A new server infrastructure


A month ago, Joyent told me that the machine I was hosting my server on was being end-of-lifed. This server has been running my blog, the Ioke and Seph home pages and various other small things for several years now. However, I’m ashamed to admit that the machine was always a Snowflake server. So now when I had to do something about it, I decided to make this the right way. So I thought I would write up a little bit what I ended up with in order to make this into a Phoenix server.

The first step was to decide on where to host my new server. At work I’ve been using AWS since January, and I like the experience. However, for various reasons I was not comfortable using Amazon for my personal things, so I looked at the capabilities of other providers. I ended up choosing Rackspace. In general I have liked it, and I would use them again for other things.

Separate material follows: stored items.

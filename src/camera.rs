use crate::vec2::Vec2;

/// Player position and facing, in scene coordinates.
#[derive(Debug, Clone, Copy, PartialEq)]
pub struct Player {
    pub position: Vec2,
    /// Facing angle in radians, measured from +x towards +y. Not wrapped.
    pub direction: f64,
}

/// Movement keys held during a tick.
#[derive(Debug, Clone, Copy, Default, PartialEq, Eq)]
pub struct InputState {
    pub forward: bool,
    pub back: bool,
    pub turn_left: bool,
    pub turn_right: bool,
}

/// Movement rates.
#[derive(Debug, Clone, Copy, PartialEq)]
pub struct Motion {
    /// Scene units per second.
    pub speed: f64,
    /// Radians per second.
    pub turn_speed: f64,
}

impl Default for Motion {
    fn default() -> Self {
        Self {
            speed: 2.0,
            turn_speed: std::f64::consts::PI,
        }
    }
}

/// The visible wedge: the player position and the two points where the
/// field of view meets the near plane.
#[derive(Debug, Clone, Copy, PartialEq)]
pub struct Wedge {
    pub origin: Vec2,
    pub left: Vec2,
    pub right: Vec2,
}

impl Wedge {
    /// Aim point for sample `column` of `resol`, sweeping from `left`
    /// towards `right`.
    #[inline]
    pub fn sample(&self, column: usize, resol: usize) -> Vec2 {
        self.left.lerp(self.right, column as f64 / resol as f64)
    }
}

impl Player {
    pub fn new(position: Vec2, direction: f64) -> Self {
        Self {
            position,
            direction,
        }
    }

    /// Unit vector along the facing direction.
    #[inline]
    pub fn forward(&self) -> Vec2 {
        Vec2::from_angle(self.direction)
    }

    /// Perpendicular distance of `p` from the player's eye plane.
    #[inline]
    pub fn depth(&self, p: Vec2) -> f64 {
        (p - self.position).dot(&self.forward())
    }

    /// Field-of-view wedge for a horizontal angle of `fov` radians, with
    /// the near plane `near` units ahead.
    pub fn fov(&self, fov: f64, near: f64) -> Wedge {
        let half_width = (fov * 0.5).tan() * near;
        let centre = self.position + self.forward().scale(near);
        let offset = (centre - self.position).rot90().norm().scale(half_width);
        Wedge {
            origin: self.position,
            left: centre - offset,
            right: centre + offset,
        }
    }

    /// Integrate one tick of `dt` seconds of held input.
    pub fn update(&mut self, input: &InputState, dt: f64, motion: &Motion) {
        let mut velocity = Vec2::zero();
        if input.forward {
            velocity = velocity + self.forward().scale(motion.speed);
        }
        if input.back {
            velocity = velocity - self.forward().scale(motion.speed);
        }

        let mut angular = 0.0;
        if input.turn_left {
            angular -= motion.turn_speed;
        }
        if input.turn_right {
            angular += motion.turn_speed;
        }

        self.direction += angular * dt;
        self.position = self.position + velocity.scale(dt);
    }
}

#[cfg(test)]
mod tests {
    use super::*;
    use approx::assert_relative_eq;
    use std::f64::consts::{FRAC_PI_2, PI};

    #[test]
    fn right_angle_fov_is_symmetric() {
        let player = Player::new(Vec2::new(2.0, 3.0), 0.0);
        let near = 0.25;
        let wedge = player.fov(FRAC_PI_2, near);
        let centre = Vec2::new(2.25, 3.0);

        assert_relative_eq!(wedge.left.x, 2.25, epsilon = 1e-12);
        assert_relative_eq!(wedge.left.y, 2.75, epsilon = 1e-12);
        assert_relative_eq!(wedge.right.x, 2.25, epsilon = 1e-12);
        assert_relative_eq!(wedge.right.y, 3.25, epsilon = 1e-12);
        assert_relative_eq!(
            centre.squaredist(&wedge.left),
            centre.squaredist(&wedge.right),
            epsilon = 1e-12
        );
        assert_eq!(wedge.origin, player.position);
    }

    #[test]
    fn wedge_samples_sweep_left_to_right() {
        let player = Player::new(Vec2::new(0.0, 0.0), 0.0);
        let wedge = player.fov(FRAC_PI_2, 1.0);
        assert_eq!(wedge.sample(0, 4), wedge.left);
        let mid = wedge.sample(2, 4);
        assert_relative_eq!(mid.x, 1.0, epsilon = 1e-12);
        assert_relative_eq!(mid.y, 0.0, epsilon = 1e-12);
        // `resol` itself is never sampled, so the right edge is approached only.
        assert!(wedge.sample(3, 4).y < wedge.right.y);
    }

    #[test]
    fn depth_ignores_sideways_offset() {
        let player = Player::new(Vec2::new(1.0, 1.0), FRAC_PI_2);
        assert_relative_eq!(player.depth(Vec2::new(1.0, 4.0)), 3.0);
        assert_relative_eq!(player.depth(Vec2::new(5.0, 4.0)), 3.0, epsilon = 1e-12);
        assert_relative_eq!(player.depth(Vec2::new(0.0, 0.0)), -1.0, epsilon = 1e-12);
    }

    #[test]
    fn update_moves_along_facing() {
        let mut player = Player::new(Vec2::new(1.0, 1.0), 0.0);
        let motion = Motion::default();
        let input = InputState {
            forward: true,
            ..InputState::default()
        };
        player.update(&input, 0.5, &motion);
        assert_relative_eq!(player.position.x, 2.0);
        assert_relative_eq!(player.position.y, 1.0);

        let input = InputState {
            forward: true,
            back: true,
            ..InputState::default()
        };
        player.update(&input, 0.5, &motion);
        assert_relative_eq!(player.position.x, 2.0);
    }

    #[test]
    fn turning_does_not_wrap() {
        let mut player = Player::new(Vec2::zero(), 0.0);
        let input = InputState {
            turn_right: true,
            ..InputState::default()
        };
        for _ in 0..6 {
            player.update(&input, 1.0, &Motion::default());
        }
        assert_relative_eq!(player.direction, 6.0 * PI, epsilon = 1e-9);

        let input = InputState {
            turn_left: true,
            ..InputState::default()
        };
        player.update(&input, 0.5, &Motion::default());
        assert_relative_eq!(player.direction, 5.5 * PI, epsilon = 1e-9);
    }
}
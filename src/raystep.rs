//! Walking a ray across the integer grid lines of a scene.
//!
//! A ray is carried as a window of two points `(p1, p2)` on it; each step
//! produces the next point past `p2` that lies on a vertical or horizontal
//! grid line, whichever comes first.

use crate::scene::CellPos;
use crate::vec2::Vec2;

/// Tolerance used to push a point that already sits on a grid line over to
/// the next one.
pub const DEFAULT_EPSILON: f64 = 1e-6;

/// `-1`, `0` or `1`. Unlike `f64::signum`, zero maps to zero.
#[inline]
fn sign(v: f64) -> f64 {
    if v > 0.0 {
        1.0
    } else if v < 0.0 {
        -1.0
    } else {
        0.0
    }
}

/// Next grid coordinate after `v` when moving with velocity `dv`.
///
/// `v` is nudged by `eps` in the direction of travel before rounding, so a
/// value that is already on a grid line advances to the following line.
#[inline]
pub fn snap(v: f64, dv: f64, eps: f64) -> f64 {
    if dv > 0.0 {
        (v + eps).ceil()
    } else if dv < 0.0 {
        (v - eps).floor()
    } else {
        v
    }
}

/// Cell the ray `p1 -> p2` is entering at `p2`.
///
/// A point on a cell boundary belongs to the cell on the far side of the
/// boundary in the direction of travel.
#[inline]
pub fn hit_cell(p1: Vec2, p2: Vec2, eps: f64) -> CellPos {
    let d = p2 - p1;
    CellPos::new(
        (p2.x + sign(d.x) * eps).floor() as i64,
        (p2.y + sign(d.y) * eps).floor() as i64,
    )
}

/// Next point past `p2`, on the line through `p1` and `p2`, with an integer
/// x or y coordinate.
///
/// When both a vertical and a horizontal grid line are ahead, the crossing
/// nearer to `p2` wins; on a tie the vertical crossing is kept. A degenerate
/// window (`p1 == p2`) returns `p2`.
pub fn ray_step(p1: Vec2, p2: Vec2, eps: f64) -> Vec2 {
    let d = p2 - p1;

    if d.x == 0.0 {
        return Vec2::new(p2.x, snap(p2.y, d.y, eps));
    }

    let k = d.y / d.x;
    let c = p1.y - k * p1.x;

    let x3 = snap(p2.x, d.x, eps);
    let mut p3 = Vec2::new(x3, k * x3 + c);

    if k != 0.0 {
        let y3 = snap(p2.y, d.y, eps);
        let candidate = Vec2::new((y3 - c) / k, y3);
        if p2.squaredist(&candidate) < p2.squaredist(&p3) {
            p3 = candidate;
        }
    }

    p3
}

/// Lazy sequence of grid crossings along a ray, starting after `p2`.
///
/// Ends only if a step fails to advance, which happens for a degenerate
/// window; otherwise it is unbounded and callers cut it off by distance.
#[derive(Debug, Clone)]
pub struct RaySteps {
    p1: Vec2,
    p2: Vec2,
    eps: f64,
}

impl RaySteps {
    pub fn new(p1: Vec2, p2: Vec2, eps: f64) -> Self {
        Self { p1, p2, eps }
    }

    /// Crossings of the ray that leaves `origin` heading towards `aim`,
    /// beginning with the first grid line after `origin`.
    pub fn from_origin(origin: Vec2, aim: Vec2, eps: f64) -> Self {
        Self::new(origin - (aim - origin), origin, eps)
    }

    /// The current window `(p1, p2)`.
    pub fn window(&self) -> (Vec2, Vec2) {
        (self.p1, self.p2)
    }
}

impl Iterator for RaySteps {
    type Item = Vec2;

    fn next(&mut self) -> Option<Vec2> {
        let p3 = ray_step(self.p1, self.p2, self.eps);
        if p3 == self.p2 {
            return None;
        }
        self.p1 = self.p2;
        self.p2 = p3;
        Some(p3)
    }
}
//! Slash-separated target paths.
//!
//! Commands address things with a `vault/folder/entry` path, e.g.
//! `passvault add Personal/Email/gmail -c`.  One segment names a vault,
//! two a folder, three an entry.

use crate::errors::{PassVaultError, Result};

/// A parsed target path: vault, folder, or entry.
#[derive(Debug, Clone, PartialEq, Eq)]
pub enum TargetPath {
    Vault {
        vault: String,
    },
    Folder {
        vault: String,
        folder: String,
    },
    Entry {
        vault: String,
        folder: String,
        entry: String,
    },
}

impl TargetPath {
    /// Parse a `vault[/folder[/entry]]` path.
    ///
    /// Empty segments (leading/trailing slashes, `a//b`) and more than
    /// three segments are rejected.
    pub fn parse(path: &str) -> Result<Self> {
        let segments: Vec<&str> = path.split('/').collect();

        if segments.iter().any(|s| s.is_empty()) {
            return Err(PassVaultError::CommandFailed(format!(
                "invalid path '{path}': empty segment"
            )));
        }

        match segments.as_slice() {
            [vault] => Ok(TargetPath::Vault {
                vault: (*vault).to_string(),
            }),
            [vault, folder] => Ok(TargetPath::Folder {
                vault: (*vault).to_string(),
                folder: (*folder).to_string(),
            }),
            [vault, folder, entry] => Ok(TargetPath::Entry {
                vault: (*vault).to_string(),
                folder: (*folder).to_string(),
                entry: (*entry).to_string(),
            }),
            _ => Err(PassVaultError::CommandFailed(format!(
                "invalid path '{path}': expected vault[/folder[/entry]]"
            ))),
        }
    }

    /// The vault segment, present at every depth.
    pub fn vault(&self) -> &str {
        match self {
            TargetPath::Vault { vault }
            | TargetPath::Folder { vault, .. }
            | TargetPath::Entry { vault, .. } => vault,
        }
    }
}

#[cfg(test)]
mod tests {
    use super::*;

    #[test]
    fn parses_vault_path() {
        assert_eq!(
            TargetPath::parse("Personal").unwrap(),
            TargetPath::Vault {
                vault: "Personal".into()
            }
        );
    }

    #[test]
    fn parses_folder_path() {
        assert_eq!(
            TargetPath::parse("Personal/Email").unwrap(),
            TargetPath::Folder {
                vault: "Personal".into(),
                folder: "Email".into()
            }
        );
    }

    #[test]
    fn parses_entry_path() {
        assert_eq!(
            TargetPath::parse("Personal/Email/gmail").unwrap(),
            TargetPath::Entry {
                vault: "Personal".into(),
                folder: "Email".into(),
                entry: "gmail".into()
            }
        );
    }

    #[test]
    fn rejects_empty_path() {
        assert!(TargetPath::parse("").is_err());
    }

    #[test]
    fn rejects_empty_segments() {
        assert!(TargetPath::parse("/Email").is_err());
        assert!(TargetPath::parse("Personal//gmail").is_err());
        assert!(TargetPath::parse("Personal/Email/").is_err());
    }

    #[test]
    fn rejects_too_many_segments() {
        assert!(TargetPath::parse("a/b/c/d").is_err());
    }

    #[test]
    fn vault_accessor_works_at_every_depth() {
        assert_eq!(TargetPath::parse("v").unwrap().vault(), "v");
        assert_eq!(TargetPath::parse("v/f").unwrap().vault(), "v");
        assert_eq!(TargetPath::parse("v/f/e").unwrap().vault(), "v");
    }

    #[test]
    fn names_may_contain_spaces() {
        assert_eq!(
            TargetPath::parse("My Vault/Bank Accounts").unwrap(),
            TargetPath::Folder {
                vault: "My Vault".into(),
                folder: "Bank Accounts".into()
            }
        );
    }
}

Once I had a provider, I had to find the right libraries to script provisioning of the server. We have been using Fabric and Boto for this at work – but we ended up having to write quite a lot of custom code for this. So I wanted something a bit better. I first looked at Pallet – from the feature lists it looked exactly like what I wanted, but in practice, the classpath problems with getting JClouds working with Rackspace correctly was just too much, and I gave up after a while. After that I looked around for other libraries. There are several OpenStack libraries, both for Ruby and for Python. Since I’m more comfortable I ended up with the Ruby version (the gem is called openstack-compute). However, since it was tied heavily to openstack I wrote a thin layer of genering provisioning functionality on top of it. Hopefully I’ll be able to clean it up and open source it soon.

When I had everything in place to provision servers, it was time to figure out how to apply server configurations. I’ve always preferred Puppet over Chef, and once again it’s something we use at my current project, so Puppet it is. I use a model where I pack up all the manifests and push them to the server and then run puppet there. That way I won’t have to deal with a centralized puppet server or anything else getting in the way.

And that is really all there is to it. I have all my sites in Git on Github, I have a cron script to pulls regularly from them, making sure to inject passwords in the right places after pulling. All in all, it ended up being much less painful than I expected.

So what about Rackspace then? The good: the APIs work fine, the machines seems stable and performant, and they now have a CloudDB solution that gives you roughly the same kind of capability as RDS. However, there is currently no backup option for the cloud databases. The two things I missed the most from AWS was EBS volumes and elastic IPs. However, EBS volumes are also a pain to deal with sometimes – I wish there was a better solution. Elastic IPs seems like the right solution for fast deploys, stable DNS names and so on – but they also have some problems, and the more I’ve been thinking about it, the less I realize I want them. In order to get zero-down time deploys and having stable DNS names I think the right solution is to use the Rackspace load balancer feature. You attach the DNS name to the LB, and then have scripts that point to the real machines. The useful feature for what I’ve been doing is that you can take up a new staging/pre-production server, add it to the load balancer (but while doing so, set the policy to only balance your personal home IP or the IP of your smoke test runner to the new box). That means you can try out the machine while everyone else gets routed to the old machine. Once you are satisfied you can just send an atomic update to the load balancer and switch out the policy to only point to the new machine.

Going forward, I think this is the kind of model I actually want for our AWS deploys as well.

So all in all, I’ve been pretty happy with the move.